State the number of lines that hold "HashMap" in the records below, with no other words.

(Dataset excerpts)
-*-*-

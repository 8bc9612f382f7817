use std::collections::{HashMap, HashSet};

use super::variant::CardVariant;

// ---------------------------------------------------------------------------
// Catalog: ordered variants plus a normalized-name index
// ---------------------------------------------------------------------------

/// The full set of purchasable variants.
///
/// A catalog is rebuilt wholesale on every ingestion. The index maps each
/// normalized name to the positions of its variants, in catalog order.
#[derive(Debug, Clone, Default)]
pub struct Catalog {
    variants: Vec<CardVariant>,
    index: HashMap<String, Vec<usize>>,
}

impl Catalog {
    pub fn new(variants: Vec<CardVariant>) -> Self {
        let mut index: HashMap<String, Vec<usize>> = HashMap::new();
        for (i, v) in variants.iter().enumerate() {
            index.entry(v.name_normalized.clone()).or_default().push(i);
        }
        Self { variants, index }
    }

    pub fn variants(&self) -> &[CardVariant] {
        &self.variants
    }

    pub fn into_variants(self) -> Vec<CardVariant> {
        self.variants
    }

    pub fn len(&self) -> usize {
        self.variants.len()
    }

    pub fn is_empty(&self) -> bool {
        self.variants.is_empty()
    }

    /// All variants whose normalized name equals `normalized`.
    pub fn lookup_normalized(&self, normalized: &str) -> Vec<&CardVariant> {
        self.index
            .get(normalized)
            .map(|ids| ids.iter().map(|&i| &self.variants[i]).collect())
            .unwrap_or_default()
    }

    pub fn find_by_sku(&self, sku: &str) -> Option<&CardVariant> {
        self.variants.iter().find(|v| v.sku == sku)
    }

    /// Distinct set codes in first-seen order.
    pub fn set_codes(&self) -> Vec<&str> {
        let mut seen = HashSet::new();
        self.variants
            .iter()
            .filter(|v| seen.insert(v.set_code.as_str()))
            .map(|v| v.set_code.as_str())
            .collect()
    }

    /// Return a new catalog with image URLs filled in from `urls` (keyed by SKU).
    ///
    /// Variants without an entry keep their current image URL.
    pub fn with_image_urls(&self, urls: &HashMap<String, String>) -> Catalog {
        let variants = self
            .variants
            .iter()
            .map(|v| match urls.get(&v.sku) {
                Some(url) => v.clone().with_image_url(url.clone()),
                None => v.clone(),
            })
            .collect();
        Catalog::new(variants)
    }
}

impl From<Vec<CardVariant>> for Catalog {
    fn from(variants: Vec<CardVariant>) -> Self {
        Catalog::new(variants)
    }
}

-*-*-

▶ **ANSWER SPACE**
4